Another reason involves a hampered immune function caused by vitamin-D deficiency in cold seasons (3, 16). According to the relatively high sun exposure even in cold seasons in Fars province, it might be doubted that vitamin D deficiency is responsible for seasonal trends for pulmonary TB.
In the current study, neither age nor gender was significantly correlated with the temporal variations. Similarities between male and female patients regarding TB trends were previously reported from Hong Kong (17). Regarding age, however, evidence suggests increased seasonal fluctuation among patients younger than 15 (2) or older than 60 years (18).

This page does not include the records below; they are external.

//! Rendering for the watcher

use ratatui::{
    layout::{Constraint, Direction, Layout, Rect},
    style::{Color, Modifier, Style},
    widgets::{Block, Borders, Paragraph, Row, Table},
    Frame,
};

use crate::app::App;

pub fn draw(frame: &mut Frame, app: &App) {
    let chunks = Layout::default()
        .direction(Direction::Vertical)
        .constraints([
            Constraint::Length(3), // Header
            Constraint::Min(0),    // Outcome table
            Constraint::Length(3), // Footer
        ])
        .split(frame.area());

    draw_header(frame, app, chunks[0]);
    draw_table(frame, app, chunks[1]);
    draw_footer(frame, app, chunks[2]);
}

fn draw_header(frame: &mut Frame, app: &App, area: Rect) {
    let count = app.snapshot.as_ref().map(|s| s.outcomes.len()).unwrap_or(0);
    let header = Paragraph::new(format!(" Outcomes: {}", count))
        .style(Style::default().fg(Color::White))
        .block(Block::default().borders(Borders::ALL).title(" Who is Satoshi? "));
    frame.render_widget(header, area);
}

fn draw_table(frame: &mut Frame, app: &App, area: Rect) {
    let block = Block::default().borders(Borders::ALL).title(" Odds ");

    let Some(snapshot) = &app.snapshot else {
        let waiting = Paragraph::new(" Waiting for first fetch...").block(block);
        frame.render_widget(waiting, area);
        return;
    };

    let rows: Vec<Row> = snapshot
        .outcomes
        .iter()
        .map(|o| Row::new(vec![o.name.clone(), o.display_probability()]))
        .collect();

    let table = Table::new(rows, [Constraint::Percentage(70), Constraint::Percentage(30)])
        .header(
            Row::new(vec!["Name", "Probability"])
                .style(Style::default().add_modifier(Modifier::BOLD)),
        )
        .block(block);

    frame.render_widget(table, area);
}

fn draw_footer(frame: &mut Frame, app: &App, area: Rect) {
    let (text, color) = match (&app.last_error, &app.snapshot) {
        (Some(err), _) => (format!(" {} | q=quit", err), Color::Yellow),
        (None, Some(snapshot)) => {
            let local = snapshot.fetched_at.with_timezone(&chrono::Local);
            (format!(" updated {} | q=quit", local.format("%H:%M:%S")), Color::White)
        }
        (None, None) => (" q=quit".to_string(), Color::White),
    };

    let footer = Paragraph::new(text)
        .style(Style::default().fg(color))
        .block(Block::default().borders(Borders::ALL).title(" Status "));
    frame.render_widget(footer, area);
}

Over the study period, there was a gradual decrease in peak seasonal patterns reflecting a change towards homogenous distribution of TB over different periods of the year. This finding may be due to reporting bias or change in the temperature or rate of immigration from the neighboring countries.
One limitation of the current study was the relatively small number of subjects studied along with short duration.
In conclusion, pulmonary TB has a weak seasonal pattern in Fars province with peak incidence in warm seasons independent of patients’ age and gender. Seasonal fluctuations decreased over the recent years, though the exact underlying mechanism should be studied further.